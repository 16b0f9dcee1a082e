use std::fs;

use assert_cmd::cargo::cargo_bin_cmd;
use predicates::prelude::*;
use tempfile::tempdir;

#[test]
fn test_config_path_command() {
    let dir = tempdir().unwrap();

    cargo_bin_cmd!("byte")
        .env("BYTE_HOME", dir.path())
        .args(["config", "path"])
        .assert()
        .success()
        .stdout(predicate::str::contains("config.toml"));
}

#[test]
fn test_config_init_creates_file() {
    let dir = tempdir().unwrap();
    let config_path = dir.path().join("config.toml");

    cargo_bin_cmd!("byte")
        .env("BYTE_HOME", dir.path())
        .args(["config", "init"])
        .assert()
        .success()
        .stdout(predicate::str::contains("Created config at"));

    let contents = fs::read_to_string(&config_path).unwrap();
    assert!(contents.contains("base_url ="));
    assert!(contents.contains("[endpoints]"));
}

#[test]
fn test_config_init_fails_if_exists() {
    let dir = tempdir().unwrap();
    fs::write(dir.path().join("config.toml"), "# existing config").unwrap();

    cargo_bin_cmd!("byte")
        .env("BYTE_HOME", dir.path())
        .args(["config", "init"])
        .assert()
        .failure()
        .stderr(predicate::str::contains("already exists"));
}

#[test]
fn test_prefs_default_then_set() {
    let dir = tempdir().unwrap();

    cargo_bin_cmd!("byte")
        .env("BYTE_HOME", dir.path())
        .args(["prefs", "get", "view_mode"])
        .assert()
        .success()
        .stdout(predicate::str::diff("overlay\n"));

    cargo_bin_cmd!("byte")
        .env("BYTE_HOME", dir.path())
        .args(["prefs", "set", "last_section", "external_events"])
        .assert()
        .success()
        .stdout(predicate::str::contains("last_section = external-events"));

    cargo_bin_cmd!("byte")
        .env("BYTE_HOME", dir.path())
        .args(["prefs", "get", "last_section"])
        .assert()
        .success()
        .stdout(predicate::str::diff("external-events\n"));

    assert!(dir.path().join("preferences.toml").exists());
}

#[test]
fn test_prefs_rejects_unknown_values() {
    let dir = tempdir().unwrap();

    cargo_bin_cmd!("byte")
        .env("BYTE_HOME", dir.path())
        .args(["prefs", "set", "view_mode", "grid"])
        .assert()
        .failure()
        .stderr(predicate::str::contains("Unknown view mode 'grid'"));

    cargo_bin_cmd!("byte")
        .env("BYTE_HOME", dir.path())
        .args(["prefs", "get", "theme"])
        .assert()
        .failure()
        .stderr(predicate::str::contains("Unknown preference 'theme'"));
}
◆ ◆ ◆
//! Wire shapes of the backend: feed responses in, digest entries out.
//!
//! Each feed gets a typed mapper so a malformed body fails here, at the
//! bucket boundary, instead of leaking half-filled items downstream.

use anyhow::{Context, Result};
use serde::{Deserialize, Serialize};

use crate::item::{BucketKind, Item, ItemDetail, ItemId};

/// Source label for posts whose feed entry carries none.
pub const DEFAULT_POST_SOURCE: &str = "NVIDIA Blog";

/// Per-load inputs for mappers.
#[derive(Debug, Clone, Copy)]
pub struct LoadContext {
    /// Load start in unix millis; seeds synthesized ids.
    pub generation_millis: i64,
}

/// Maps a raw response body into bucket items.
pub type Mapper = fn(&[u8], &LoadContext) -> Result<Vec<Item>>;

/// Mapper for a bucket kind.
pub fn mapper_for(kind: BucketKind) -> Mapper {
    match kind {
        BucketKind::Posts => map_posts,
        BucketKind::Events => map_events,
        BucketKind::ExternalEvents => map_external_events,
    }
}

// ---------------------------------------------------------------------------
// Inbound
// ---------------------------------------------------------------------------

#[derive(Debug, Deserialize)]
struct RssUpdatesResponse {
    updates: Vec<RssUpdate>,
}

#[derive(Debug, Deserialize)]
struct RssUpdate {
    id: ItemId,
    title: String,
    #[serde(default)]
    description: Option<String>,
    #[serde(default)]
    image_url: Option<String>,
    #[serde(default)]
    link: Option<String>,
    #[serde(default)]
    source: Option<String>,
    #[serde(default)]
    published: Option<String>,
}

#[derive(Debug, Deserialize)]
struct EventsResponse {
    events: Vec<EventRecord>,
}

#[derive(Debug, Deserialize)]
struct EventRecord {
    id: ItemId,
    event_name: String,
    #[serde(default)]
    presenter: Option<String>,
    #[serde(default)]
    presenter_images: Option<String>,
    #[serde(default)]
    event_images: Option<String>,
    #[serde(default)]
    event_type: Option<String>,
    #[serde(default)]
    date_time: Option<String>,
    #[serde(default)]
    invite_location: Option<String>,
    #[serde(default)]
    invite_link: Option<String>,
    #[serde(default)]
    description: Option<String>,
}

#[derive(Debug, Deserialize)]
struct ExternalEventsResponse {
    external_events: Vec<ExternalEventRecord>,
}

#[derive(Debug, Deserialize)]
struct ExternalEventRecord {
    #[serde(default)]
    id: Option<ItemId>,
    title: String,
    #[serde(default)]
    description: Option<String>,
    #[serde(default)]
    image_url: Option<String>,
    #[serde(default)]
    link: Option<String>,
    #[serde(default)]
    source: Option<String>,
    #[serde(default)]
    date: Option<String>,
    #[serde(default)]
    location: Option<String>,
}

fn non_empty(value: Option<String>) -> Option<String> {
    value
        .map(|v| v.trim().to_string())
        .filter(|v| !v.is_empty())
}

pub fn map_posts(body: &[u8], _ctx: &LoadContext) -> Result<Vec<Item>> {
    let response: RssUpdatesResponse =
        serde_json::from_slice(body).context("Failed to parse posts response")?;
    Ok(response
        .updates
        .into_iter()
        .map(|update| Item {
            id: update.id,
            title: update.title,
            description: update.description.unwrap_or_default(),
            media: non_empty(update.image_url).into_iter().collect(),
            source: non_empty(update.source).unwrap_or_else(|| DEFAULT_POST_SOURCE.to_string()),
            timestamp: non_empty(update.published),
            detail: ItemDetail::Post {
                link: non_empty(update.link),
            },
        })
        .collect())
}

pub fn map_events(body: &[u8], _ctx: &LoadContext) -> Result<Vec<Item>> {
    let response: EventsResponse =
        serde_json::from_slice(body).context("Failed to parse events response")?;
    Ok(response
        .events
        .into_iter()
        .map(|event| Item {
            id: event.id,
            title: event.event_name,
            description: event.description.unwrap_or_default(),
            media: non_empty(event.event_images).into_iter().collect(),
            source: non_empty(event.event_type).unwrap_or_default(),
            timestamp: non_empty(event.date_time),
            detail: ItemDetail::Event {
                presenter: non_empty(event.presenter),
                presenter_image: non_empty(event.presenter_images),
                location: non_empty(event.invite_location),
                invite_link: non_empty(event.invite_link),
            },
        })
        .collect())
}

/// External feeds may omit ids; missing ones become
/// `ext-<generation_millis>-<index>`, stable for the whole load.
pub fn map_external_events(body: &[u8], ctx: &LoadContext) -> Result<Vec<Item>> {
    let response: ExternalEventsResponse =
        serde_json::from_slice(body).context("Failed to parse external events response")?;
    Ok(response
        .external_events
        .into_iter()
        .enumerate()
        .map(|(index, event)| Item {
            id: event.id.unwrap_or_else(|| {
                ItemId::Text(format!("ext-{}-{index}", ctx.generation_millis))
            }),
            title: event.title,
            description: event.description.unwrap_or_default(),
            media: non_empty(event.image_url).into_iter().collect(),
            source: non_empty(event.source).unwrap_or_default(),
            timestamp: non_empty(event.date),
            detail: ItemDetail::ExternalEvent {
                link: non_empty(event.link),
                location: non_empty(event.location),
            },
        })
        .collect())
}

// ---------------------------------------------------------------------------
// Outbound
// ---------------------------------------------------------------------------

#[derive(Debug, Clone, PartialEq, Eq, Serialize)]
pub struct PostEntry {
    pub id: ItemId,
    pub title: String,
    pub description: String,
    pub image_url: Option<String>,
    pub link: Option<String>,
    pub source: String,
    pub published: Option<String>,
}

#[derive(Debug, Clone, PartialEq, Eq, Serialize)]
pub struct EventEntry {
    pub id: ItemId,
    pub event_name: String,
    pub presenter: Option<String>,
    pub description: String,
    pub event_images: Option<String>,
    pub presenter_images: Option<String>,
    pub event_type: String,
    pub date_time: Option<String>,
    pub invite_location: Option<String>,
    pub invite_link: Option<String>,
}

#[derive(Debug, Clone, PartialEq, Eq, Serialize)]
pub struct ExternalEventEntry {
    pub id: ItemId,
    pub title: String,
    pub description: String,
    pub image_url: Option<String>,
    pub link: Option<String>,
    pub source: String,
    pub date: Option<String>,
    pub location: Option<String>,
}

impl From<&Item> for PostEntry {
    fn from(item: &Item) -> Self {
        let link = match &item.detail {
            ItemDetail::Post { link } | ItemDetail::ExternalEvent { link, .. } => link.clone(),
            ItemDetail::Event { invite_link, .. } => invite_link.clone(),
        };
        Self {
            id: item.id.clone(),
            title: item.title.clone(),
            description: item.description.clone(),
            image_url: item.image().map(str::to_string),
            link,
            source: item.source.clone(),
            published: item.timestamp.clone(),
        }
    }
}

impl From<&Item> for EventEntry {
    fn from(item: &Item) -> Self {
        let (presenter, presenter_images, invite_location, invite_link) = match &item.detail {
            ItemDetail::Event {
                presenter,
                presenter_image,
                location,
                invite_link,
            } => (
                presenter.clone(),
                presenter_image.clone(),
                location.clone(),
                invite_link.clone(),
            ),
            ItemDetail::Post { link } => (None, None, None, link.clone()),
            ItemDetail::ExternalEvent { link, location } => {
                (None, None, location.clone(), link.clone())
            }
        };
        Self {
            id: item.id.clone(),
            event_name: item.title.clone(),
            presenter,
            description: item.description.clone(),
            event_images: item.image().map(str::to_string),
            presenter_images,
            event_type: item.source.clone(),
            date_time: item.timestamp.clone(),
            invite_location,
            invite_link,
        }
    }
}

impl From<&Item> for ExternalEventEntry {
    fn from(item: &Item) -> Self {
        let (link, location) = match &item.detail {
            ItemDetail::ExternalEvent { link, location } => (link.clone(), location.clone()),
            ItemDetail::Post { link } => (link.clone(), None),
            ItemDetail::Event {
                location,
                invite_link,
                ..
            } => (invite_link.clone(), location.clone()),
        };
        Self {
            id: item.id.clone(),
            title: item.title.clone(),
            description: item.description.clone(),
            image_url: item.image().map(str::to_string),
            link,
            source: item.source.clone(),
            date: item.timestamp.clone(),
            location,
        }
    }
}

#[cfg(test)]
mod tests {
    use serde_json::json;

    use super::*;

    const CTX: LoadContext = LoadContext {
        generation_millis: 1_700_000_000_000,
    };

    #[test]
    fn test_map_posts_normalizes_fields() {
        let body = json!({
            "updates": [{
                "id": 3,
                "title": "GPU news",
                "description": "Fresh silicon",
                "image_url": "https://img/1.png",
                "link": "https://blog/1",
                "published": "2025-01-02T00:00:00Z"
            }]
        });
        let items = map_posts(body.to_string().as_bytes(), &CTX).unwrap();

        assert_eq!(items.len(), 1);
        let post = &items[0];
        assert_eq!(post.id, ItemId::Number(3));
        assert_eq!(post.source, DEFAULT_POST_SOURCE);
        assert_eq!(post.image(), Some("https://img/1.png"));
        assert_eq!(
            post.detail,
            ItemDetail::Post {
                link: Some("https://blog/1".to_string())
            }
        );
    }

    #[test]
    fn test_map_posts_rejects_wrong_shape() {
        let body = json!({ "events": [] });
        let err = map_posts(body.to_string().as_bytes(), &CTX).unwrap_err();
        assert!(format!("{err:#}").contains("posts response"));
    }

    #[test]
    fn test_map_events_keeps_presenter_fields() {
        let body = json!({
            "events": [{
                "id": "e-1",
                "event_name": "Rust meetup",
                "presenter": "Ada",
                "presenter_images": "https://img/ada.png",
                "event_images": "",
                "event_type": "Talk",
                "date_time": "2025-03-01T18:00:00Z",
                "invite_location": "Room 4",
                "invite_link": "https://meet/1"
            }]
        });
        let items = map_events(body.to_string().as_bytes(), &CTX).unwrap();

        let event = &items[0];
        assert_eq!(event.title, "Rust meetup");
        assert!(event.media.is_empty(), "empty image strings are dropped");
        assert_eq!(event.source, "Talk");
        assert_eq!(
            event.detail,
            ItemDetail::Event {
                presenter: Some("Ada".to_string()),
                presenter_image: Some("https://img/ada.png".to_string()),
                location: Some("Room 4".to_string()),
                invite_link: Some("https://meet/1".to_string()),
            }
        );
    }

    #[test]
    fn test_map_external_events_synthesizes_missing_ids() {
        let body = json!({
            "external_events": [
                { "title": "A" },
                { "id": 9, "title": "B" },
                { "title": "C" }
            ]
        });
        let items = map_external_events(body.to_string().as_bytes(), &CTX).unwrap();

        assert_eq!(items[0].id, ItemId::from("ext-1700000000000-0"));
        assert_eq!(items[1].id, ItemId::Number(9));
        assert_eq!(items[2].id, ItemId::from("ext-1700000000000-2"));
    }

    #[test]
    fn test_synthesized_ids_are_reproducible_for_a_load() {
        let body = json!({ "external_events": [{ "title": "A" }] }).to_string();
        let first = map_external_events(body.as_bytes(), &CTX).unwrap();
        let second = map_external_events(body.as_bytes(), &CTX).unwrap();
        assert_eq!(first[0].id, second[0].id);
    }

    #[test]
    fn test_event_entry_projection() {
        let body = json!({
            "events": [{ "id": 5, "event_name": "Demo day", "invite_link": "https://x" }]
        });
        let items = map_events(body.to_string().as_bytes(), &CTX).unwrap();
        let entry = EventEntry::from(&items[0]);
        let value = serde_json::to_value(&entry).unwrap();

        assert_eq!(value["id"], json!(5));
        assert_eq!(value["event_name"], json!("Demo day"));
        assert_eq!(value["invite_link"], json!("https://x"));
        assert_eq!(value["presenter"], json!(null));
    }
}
◆ ◆ ◆
**What is required**:
Please copy each line of the records above in which the word "stderr" can be found.

**Solution to this exercise**:
        .stderr(predicate::str::contains("already exists"));
        .stderr(predicate::str::contains("Unknown view mode 'grid'"));
        .stderr(predicate::str::contains("Unknown preference 'theme'"));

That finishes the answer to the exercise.